Items from a data source
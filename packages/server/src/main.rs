//! SimpleMX management server
//!
//! Runs a management listener that exposes its own counters as
//! `simplemx:name=Listener`.
//!
//! # Usage
//!
//! ```bash
//! # Listen on 127.0.0.1:8000
//! simplemx-server --port 8000
//!
//! # Settings from a file, port overridden on the command line
//! simplemx-server --config server.json --port 9000
//! ```

use clap::Parser;
use std::net::IpAddr;
use std::path::PathBuf;
use std::sync::Arc;
use tracing::info;
use tracing_subscriber::EnvFilter;

use simplemx_server::{ManagementServer, ServerConfig};

/// SimpleMX management server
#[derive(Parser, Debug)]
#[command(name = "simplemx-server")]
#[command(author, version, about, long_about = None)]
struct Args {
    /// TCP port to listen on
    #[arg(short, long)]
    port: Option<u16>,

    /// Bind address
    #[arg(short, long)]
    bind: Option<IpAddr>,

    /// Configuration file (JSON format)
    #[arg(short, long)]
    config: Option<PathBuf>,

    /// Maximum number of connected clients
    #[arg(long)]
    max_connections: Option<usize>,

    /// Log level (trace, debug, info, warn, error); RUST_LOG takes precedence
    #[arg(long, default_value = "info")]
    log_level: String,
}

#[tokio::main]
async fn main() -> Result<(), Box<dyn std::error::Error>> {
    let args = Args::parse();

    let filter = EnvFilter::try_from_default_env()
        .unwrap_or_else(|_| EnvFilter::new(&args.log_level));
    tracing_subscriber::fmt()
        .with_env_filter(filter)
        .with_target(true)
        .init();

    let mut config = match &args.config {
        Some(path) => {
            info!("Loading config from {:?}", path);
            ServerConfig::from_file(path)?
        }
        None => ServerConfig::default(),
    };
    if let Some(port) = args.port {
        config.port = Some(port);
    }
    if let Some(bind) = args.bind {
        config.bind_address = bind;
    }
    if let Some(max_connections) = args.max_connections {
        config.max_connections = max_connections;
    }

    let server = ManagementServer::new(config);
    let addr = server.start().await?;

    let stats = Arc::clone(server.stats());
    let name = server.register(&stats).await?;
    info!(%addr, %name, "SimpleMX server v{} ready", env!("CARGO_PKG_VERSION"));

    tokio::signal::ctrl_c().await?;
    info!("Shutdown signal received, stopping server...");

    server.stop().await?;
    info!("SimpleMX server stopped");
    Ok(())
}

**Task objective:**
Each line of the data is to be transcribed exactly.

**Response to the task:**
filename packages/server/src/main.rs
//! SimpleMX management server
//!
//! Runs a management listener that exposes its own counters as
//! `simplemx:name=Listener`.
//!
//! # Usage
//!
//! ```bash
//! # Listen on 127.0.0.1:8000
//! simplemx-server --port 8000
//!
//! # Settings from a file, port overridden on the command line
//! simplemx-server --config server.json --port 9000
//! ```

use clap::Parser;
use std::net::IpAddr;
use std::path::PathBuf;
use std::sync::Arc;
use tracing::info;
use tracing_subscriber::EnvFilter;

use simplemx_server::{ManagementServer, ServerConfig};

/// SimpleMX management server
#[derive(Parser, Debug)]
#[command(name = "simplemx-server")]
#[command(author, version, about, long_about = None)]
struct Args {
    /// TCP port to listen on
    #[arg(short, long)]
    port: Option<u16>,

    /// Bind address
    #[arg(short, long)]
    bind: Option<IpAddr>,

    /// Configuration file (JSON format)
    #[arg(short, long)]
    config: Option<PathBuf>,

    /// Maximum number of connected clients
    #[arg(long)]
    max_connections: Option<usize>,

    /// Log level (trace, debug, info, warn, error); RUST_LOG takes precedence
    #[arg(long, default_value = "info")]
    log_level: String,
}

#[tokio::main]
async fn main() -> Result<(), Box<dyn std::error::Error>> {
    let args = Args::parse();

    let filter = EnvFilter::try_from_default_env()
        .unwrap_or_else(|_| EnvFilter::new(&args.log_level));
    tracing_subscriber::fmt()
        .with_env_filter(filter)
        .with_target(true)
        .init();

    let mut config = match &args.config {
        Some(path) => {
            info!("Loading config from {:?}", path);
            ServerConfig::from_file(path)?
        }
        None => ServerConfig::default(),
    };
    if let Some(port) = args.port {
        config.port = Some(port);
    }
    if let Some(bind) = args.bind {
        config.bind_address = bind;
    }
    if let Some(max_connections) = args.max_connections {
        config.max_connections = max_connections;
    }

    let server = ManagementServer::new(config);
    let addr = server.start().await?;

    let stats = Arc::clone(server.stats());
    let name = server.register(&stats).await?;
    info!(%addr, %name, "SimpleMX server v{} ready", env!("CARGO_PKG_VERSION"));

    tokio::signal::ctrl_c().await?;
    info!("Shutdown signal received, stopping server...");

    server.stop().await?;
    info!("SimpleMX server stopped");
    Ok(())
}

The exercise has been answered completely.